**About this task**
Report each line from the listing that the string "Option" appears in.
(Material for this exercise begins)
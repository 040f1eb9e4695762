/*!
 * Registry Seed Files
 * JSON description of the keys and values present at emulator start
 */

use bytes::Bytes;
use serde::{Deserialize, Serialize};
use std::path::Path;

use super::types::*;
use super::value::{RegistryValue, ValueType};

/// Top-level seed document
///
/// ```json
/// { "keys": [ { "path": "HKLM\\Software\\Vendor",
///               "values": [ { "name": "Version", "data": { "string": "1.0" } } ] } ] }
/// ```
#[derive(Debug, Clone, Default, PartialEq, Eq, Serialize, Deserialize)]
pub struct RegistrySeed {
    #[serde(default)]
    pub keys: Vec<SeedKey>,
}

#[derive(Debug, Clone, PartialEq, Eq, Serialize, Deserialize)]
pub struct SeedKey {
    pub path: String,
    #[serde(default)]
    pub values: Vec<SeedValue>,
}

#[derive(Debug, Clone, PartialEq, Eq, Serialize, Deserialize)]
pub struct SeedValue {
    pub name: String,
    /// Overrides the tag implied by `data`
    #[serde(rename = "type", default, skip_serializing_if = "Option::is_none")]
    pub value_type: Option<ValueType>,
    pub data: SeedData,
}

/// Value payload, tagged by encoding
#[derive(Debug, Clone, PartialEq, Eq, Serialize, Deserialize)]
#[serde(rename_all = "snake_case")]
pub enum SeedData {
    String(String),
    ExpandString(String),
    MultiString(Vec<String>),
    Dword(u32),
    Qword(u64),
    Binary(Vec<u8>),
}

impl SeedValue {
    /// Build the stored value
    pub fn to_value(&self) -> RegistryResult<RegistryValue> {
        let value = match &self.data {
            SeedData::String(text) => RegistryValue::string(&self.name, text),
            SeedData::ExpandString(text) => RegistryValue::expand_string(&self.name, text),
            SeedData::MultiString(items) => RegistryValue::multi_string(&self.name, items),
            SeedData::Dword(number) => RegistryValue::dword(&self.name, *number),
            SeedData::Qword(number) => RegistryValue::qword(&self.name, *number),
            SeedData::Binary(bytes) => RegistryValue::binary(&self.name, Bytes::from(bytes.clone())),
        };

        match self.value_type {
            Some(ValueType::Dword) if value.data_len() != 4 => Err(RegistryError::InvalidValueData {
                name: self.name.clone(),
                reason: format!("REG_DWORD needs 4 bytes, got {}", value.data_len()),
            }),
            Some(ValueType::Qword) if value.data_len() != 8 => Err(RegistryError::InvalidValueData {
                name: self.name.clone(),
                reason: format!("REG_QWORD needs 8 bytes, got {}", value.data_len()),
            }),
            Some(value_type) => Ok(RegistryValue {
                value_type,
                ..value
            }),
            None => Ok(value),
        }
    }
}

impl RegistrySeed {
    pub fn from_json_str(json: &str) -> RegistryResult<Self> {
        Ok(serde_json::from_str(json)?)
    }

    pub fn from_json_file(path: impl AsRef<Path>) -> RegistryResult<Self> {
        let path = path.as_ref();
        let text = std::fs::read_to_string(path).map_err(|source| RegistryError::Io {
            path: path.to_path_buf(),
            source,
        })?;
        Self::from_json_str(&text)
    }
}
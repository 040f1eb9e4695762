/*!
 * CPU Context Adapter
 * Field copy between the register file and the x64 CONTEXT record
 */

use bytes::{Buf, BufMut};

use super::{Cpu, CpuRegisters, Register};
use crate::memory::{GuestPtr, GuestStruct, MemoryResult};

pub const CONTEXT_AMD64: u32 = 0x0010_0000;
pub const CONTEXT_CONTROL: u32 = CONTEXT_AMD64 | 0x1;
pub const CONTEXT_INTEGER: u32 = CONTEXT_AMD64 | 0x2;
pub const CONTEXT_SEGMENTS: u32 = CONTEXT_AMD64 | 0x4;
pub const CONTEXT_FLOATING_POINT: u32 = CONTEXT_AMD64 | 0x8;
pub const CONTEXT_FULL: u32 = CONTEXT_CONTROL | CONTEXT_INTEGER | CONTEXT_FLOATING_POINT;

/// Bytes from `FltSave` (0x100) to the end of the record
const EXTENDED_AREA_SIZE: usize = 0x3d0;

/// Integer registers in CONTEXT order starting at offset 0x78
const INTEGER_ORDER: [Register; 16] = [
    Register::Rax,
    Register::Rcx,
    Register::Rdx,
    Register::Rbx,
    Register::Rsp,
    Register::Rbp,
    Register::Rsi,
    Register::Rdi,
    Register::R8,
    Register::R9,
    Register::R10,
    Register::R11,
    Register::R12,
    Register::R13,
    Register::R14,
    Register::R15,
];

/// x64 `CONTEXT` record (0x4d0 bytes)
///
/// The floating point, vector and branch-record tail is not modeled by the
/// register contract and is carried through as opaque bytes.
#[derive(Debug, Clone, PartialEq, Eq)]
pub struct Context64 {
    pub home: [u64; 6],
    pub context_flags: u32,
    pub mx_csr: u32,
    pub seg_cs: u16,
    pub seg_ds: u16,
    pub seg_es: u16,
    pub seg_fs: u16,
    pub seg_gs: u16,
    pub seg_ss: u16,
    pub eflags: u32,
    pub debug: [u64; 6],
    /// Rax, Rcx, Rdx, Rbx, Rsp, Rbp, Rsi, Rdi, R8..R15
    pub integer: [u64; 16],
    pub rip: u64,
    pub extended: Vec<u8>,
}

impl Default for Context64 {
    fn default() -> Self {
        Self {
            home: [0; 6],
            context_flags: 0,
            mx_csr: 0,
            seg_cs: 0,
            seg_ds: 0,
            seg_es: 0,
            seg_fs: 0,
            seg_gs: 0,
            seg_ss: 0,
            eflags: 0,
            debug: [0; 6],
            integer: [0; 16],
            rip: 0,
            extended: vec![0; EXTENDED_AREA_SIZE],
        }
    }
}

impl Context64 {
    pub fn with_flags(context_flags: u32) -> Self {
        Self {
            context_flags,
            ..Self::default()
        }
    }

    fn has(&self, flags: u32) -> bool {
        self.context_flags & flags == flags
    }

    /// Value of an integer register slot
    pub fn integer_register(&self, register: Register) -> Option<u64> {
        INTEGER_ORDER
            .iter()
            .position(|r| *r == register)
            .map(|slot| self.integer[slot])
    }
}

impl GuestStruct for Context64 {
    const SIZE: usize = 0x4d0;

    fn decode(buf: &mut impl Buf) -> Self {
        let mut context = Context64::default();
        for home in context.home.iter_mut() {
            *home = buf.get_u64_le();
        }
        context.context_flags = buf.get_u32_le();
        context.mx_csr = buf.get_u32_le();
        context.seg_cs = buf.get_u16_le();
        context.seg_ds = buf.get_u16_le();
        context.seg_es = buf.get_u16_le();
        context.seg_fs = buf.get_u16_le();
        context.seg_gs = buf.get_u16_le();
        context.seg_ss = buf.get_u16_le();
        context.eflags = buf.get_u32_le();
        for debug in context.debug.iter_mut() {
            *debug = buf.get_u64_le();
        }
        for value in context.integer.iter_mut() {
            *value = buf.get_u64_le();
        }
        context.rip = buf.get_u64_le();
        buf.copy_to_slice(&mut context.extended);
        context
    }

    fn encode(&self, buf: &mut impl BufMut) {
        for home in self.home {
            buf.put_u64_le(home);
        }
        buf.put_u32_le(self.context_flags);
        buf.put_u32_le(self.mx_csr);
        buf.put_u16_le(self.seg_cs);
        buf.put_u16_le(self.seg_ds);
        buf.put_u16_le(self.seg_es);
        buf.put_u16_le(self.seg_fs);
        buf.put_u16_le(self.seg_gs);
        buf.put_u16_le(self.seg_ss);
        buf.put_u32_le(self.eflags);
        for debug in self.debug {
            buf.put_u64_le(debug);
        }
        for value in self.integer {
            buf.put_u64_le(value);
        }
        buf.put_u64_le(self.rip);

        let mut extended = self.extended.clone();
        extended.resize(EXTENDED_AREA_SIZE, 0);
        buf.put_slice(&extended);
    }
}

/// Copy the register groups selected by `context.context_flags` out of the CPU
pub fn save<C: CpuRegisters + ?Sized>(cpu: &C, context: &mut Context64) {
    if context.has(CONTEXT_CONTROL) {
        context.seg_cs = cpu.read_register(Register::Cs) as u16;
        context.seg_ss = cpu.read_register(Register::Ss) as u16;
        context.eflags = cpu.read_register(Register::Rflags) as u32;
        context.integer[4] = cpu.read_register(Register::Rsp);
        context.rip = cpu.read_register(Register::Rip);
    }

    if context.has(CONTEXT_INTEGER) {
        for (slot, register) in INTEGER_ORDER.iter().enumerate() {
            if *register != Register::Rsp {
                context.integer[slot] = cpu.read_register(*register);
            }
        }
    }

    if context.has(CONTEXT_SEGMENTS) {
        context.seg_ds = cpu.read_register(Register::Ds) as u16;
        context.seg_es = cpu.read_register(Register::Es) as u16;
        context.seg_fs = cpu.read_register(Register::Fs) as u16;
        context.seg_gs = cpu.read_register(Register::Gs) as u16;
    }
}

/// Load the register groups selected by `context.context_flags` into the CPU
pub fn restore<C: CpuRegisters + ?Sized>(cpu: &mut C, context: &Context64) {
    if context.has(CONTEXT_CONTROL) {
        cpu.write_register(Register::Cs, u64::from(context.seg_cs));
        cpu.write_register(Register::Ss, u64::from(context.seg_ss));
        cpu.write_register(Register::Rflags, u64::from(context.eflags));
        cpu.write_register(Register::Rsp, context.integer[4]);
        cpu.write_register(Register::Rip, context.rip);
    }

    if context.has(CONTEXT_INTEGER) {
        for (slot, register) in INTEGER_ORDER.iter().enumerate() {
            if *register != Register::Rsp {
                cpu.write_register(*register, context.integer[slot]);
            }
        }
    }

    if context.has(CONTEXT_SEGMENTS) {
        cpu.write_register(Register::Ds, u64::from(context.seg_ds));
        cpu.write_register(Register::Es, u64::from(context.seg_es));
        cpu.write_register(Register::Fs, u64::from(context.seg_fs));
        cpu.write_register(Register::Gs, u64::from(context.seg_gs));
    }
}

/// Save into the guest CONTEXT at `target`, honoring the flags already stored there
pub fn save_to_guest<C: Cpu + ?Sized>(cpu: &mut C, target: GuestPtr<Context64>) -> MemoryResult<()> {
    let mut context = target.read(&*cpu)?;
    save(&*cpu, &mut context);
    target.write(cpu, &context)
}

/// Restore from the guest CONTEXT at `source`
pub fn restore_from_guest<C: Cpu + ?Sized>(cpu: &mut C, source: GuestPtr<Context64>) -> MemoryResult<()> {
    let context = source.read(&*cpu)?;
    restore(cpu, &context);
    Ok(())
}
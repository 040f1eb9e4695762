/*!
 * NtQueryKey Tests
 * Name and handle-tag classes with size negotiation
 */

use crate::fixture::*;
use ntemu_kernel::core::id::Handle;
use ntemu_kernel::cpu::{CpuRegisters, Register};
use ntemu_kernel::handles::{Event, EventType};
use ntemu_kernel::syscalls::{EmulationFault, KeyInformationClass, NtStatus};
use pretty_assertions::assert_eq;

const VENDOR_NT_NAME: &str = r"\REGISTRY\MACHINE\SOFTWARE\VENDOR";

/// `8 + byte length of the name - 1`
fn name_required(name: &str) -> u32 {
    (8 + wide(name).len() - 1) as u32
}

fn query_key(guest: &mut Guest, handle: Handle, class: u32, length: u32) -> (NtStatus, u64, u64) {
    let information = guest.alloc(u64::from(length.max(8)) + 16);
    let result_length = guest.alloc(4);
    let status = guest
        .syscall(
            NT_QUERY_KEY,
            &[handle.value(), u64::from(class), information, u64::from(length), result_length],
        )
        .unwrap();
    (status, information, result_length)
}

#[test]
fn test_key_name_information() {
    let mut guest = Guest::vendor();
    let (_, key) = guest.open_key(Handle::NULL, r"\Registry\Machine\Software\Vendor");

    let (status, information, result_length) =
        query_key(&mut guest, key, KeyInformationClass::Name as u32, 256);

    assert_eq!(status, NtStatus::SUCCESS);
    let name = wide(VENDOR_NT_NAME);
    assert_eq!(guest.read_u32(result_length), name_required(VENDOR_NT_NAME));
    assert_eq!(guest.read_u32(information), name.len() as u32);
    assert_eq!(guest.read_bytes(information + 4, name.len()), name);
}

#[test]
fn test_key_name_is_normalized_regardless_of_open_spelling() {
    let mut guest = Guest::vendor();
    let (_, key) = guest.open_key(Handle::NULL, r"hklm/software\VENDOR\");

    let (status, information, _) = query_key(&mut guest, key, KeyInformationClass::Name as u32, 256);

    assert_eq!(status, NtStatus::SUCCESS);
    let name = wide(VENDOR_NT_NAME);
    assert_eq!(guest.read_bytes(information + 4, name.len()), name);
}

#[test]
fn test_key_name_too_small_reports_required_size() {
    let mut guest = Guest::vendor();
    let (_, key) = guest.open_key(Handle::NULL, r"\Registry\Machine\Software\Vendor");
    let required = name_required(VENDOR_NT_NAME);

    let (status, information, result_length) =
        query_key(&mut guest, key, KeyInformationClass::Name as u32, required - 1);

    assert_eq!(status, NtStatus::BUFFER_TOO_SMALL);
    assert_eq!(guest.read_u32(result_length), required);
    // Nothing is written to the buffer
    assert_eq!(guest.read_u32(information), 0);
}

#[test]
fn test_key_name_zero_length_reports_size() {
    let mut guest = Guest::vendor();
    let (_, key) = guest.open_key(Handle::NULL, r"\Registry\Machine");

    let (status, _, result_length) = query_key(&mut guest, key, KeyInformationClass::Name as u32, 0);

    assert_eq!(status, NtStatus::BUFFER_TOO_SMALL);
    assert_eq!(guest.read_u32(result_length), name_required(r"\REGISTRY\MACHINE"));
}

#[test]
fn test_key_name_exact_fit() {
    let mut guest = Guest::vendor();
    let (_, key) = guest.open_key(Handle::NULL, r"\Registry\Machine\Software\Vendor");
    let required = name_required(VENDOR_NT_NAME);

    let (status, _, result_length) = query_key(&mut guest, key, KeyInformationClass::Name as u32, required);

    assert_eq!(status, NtStatus::SUCCESS);
    assert_eq!(guest.read_u32(result_length), required);
}

#[test]
fn test_handle_tags_placeholder() {
    let mut guest = Guest::vendor();
    let (_, key) = guest.open_key(Handle::NULL, r"\Registry\Machine\Software\Vendor");

    let (status, information, result_length) =
        query_key(&mut guest, key, KeyInformationClass::HandleTags as u32, 4);
    assert_eq!(status, NtStatus::SUCCESS);
    assert_eq!(guest.read_u32(result_length), 4);
    assert_eq!(guest.read_u32(information), 0);

    let (status, _, result_length) = query_key(&mut guest, key, KeyInformationClass::HandleTags as u32, 2);
    assert_eq!(status, NtStatus::BUFFER_TOO_SMALL);
    assert_eq!(guest.read_u32(result_length), 4);
}

#[test]
fn test_full_information_not_supported() {
    let mut guest = Guest::vendor();
    let (_, key) = guest.open_key(Handle::NULL, r"\Registry\Machine\Software\Vendor");

    let (status, _, _) = query_key(&mut guest, key, KeyInformationClass::Full as u32, 256);

    assert_eq!(status, NtStatus::NOT_SUPPORTED);
}

#[test]
fn test_unsupported_class_faults_with_not_supported_in_rax() {
    let mut guest = Guest::vendor();
    let (_, key) = guest.open_key(Handle::NULL, r"\Registry\Machine\Software\Vendor");
    let information = guest.alloc(64);
    let result_length = guest.alloc(4);

    let outcome = guest.syscall(
        NT_QUERY_KEY,
        &[key.value(), KeyInformationClass::Basic as u64, information, 64, result_length],
    );

    assert_eq!(
        outcome,
        Err(EmulationFault::UnsupportedInformationClass {
            syscall: "NtQueryKey",
            class: KeyInformationClass::Basic as u32,
        })
    );
    assert_eq!(
        guest.cpu.read_register(Register::Rax),
        NtStatus::NOT_SUPPORTED.to_register()
    );
}

#[test]
fn test_query_unknown_handle_is_invalid_handle() {
    let mut guest = Guest::vendor();

    let (status, _, result_length) =
        query_key(&mut guest, Handle(0x40), KeyInformationClass::Name as u32, 256);

    assert_eq!(status, NtStatus::INVALID_HANDLE);
    assert_eq!(guest.read_u32(result_length), 0);
}

#[test]
fn test_query_event_handle_is_invalid_handle() {
    let mut guest = Guest::vendor();
    let event = guest
        .handles
        .store(Event::new(EventType::Synchronization, true));

    let (status, _, _) = query_key(&mut guest, event, KeyInformationClass::Name as u32, 256);

    assert_eq!(status, NtStatus::INVALID_HANDLE);
}

#[test]
fn test_query_after_close_is_invalid_handle() {
    let mut guest = Guest::vendor();
    let (_, key) = guest.open_key(Handle::NULL, r"\Registry\Machine\Software\Vendor");

    let status = guest.syscall(NT_CLOSE, &[key.value()]).unwrap();
    assert_eq!(status, NtStatus::SUCCESS);

    let (status, _, _) = query_key(&mut guest, key, KeyInformationClass::Name as u32, 256);
    assert_eq!(status, NtStatus::INVALID_HANDLE);
}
(Material for this exercise ends)
**Task answer**
    #[serde(rename = "type", default, skip_serializing_if = "Option::is_none")]
    pub value_type: Option<ValueType>,
    pub fn integer_register(&self, register: Register) -> Option<u64> {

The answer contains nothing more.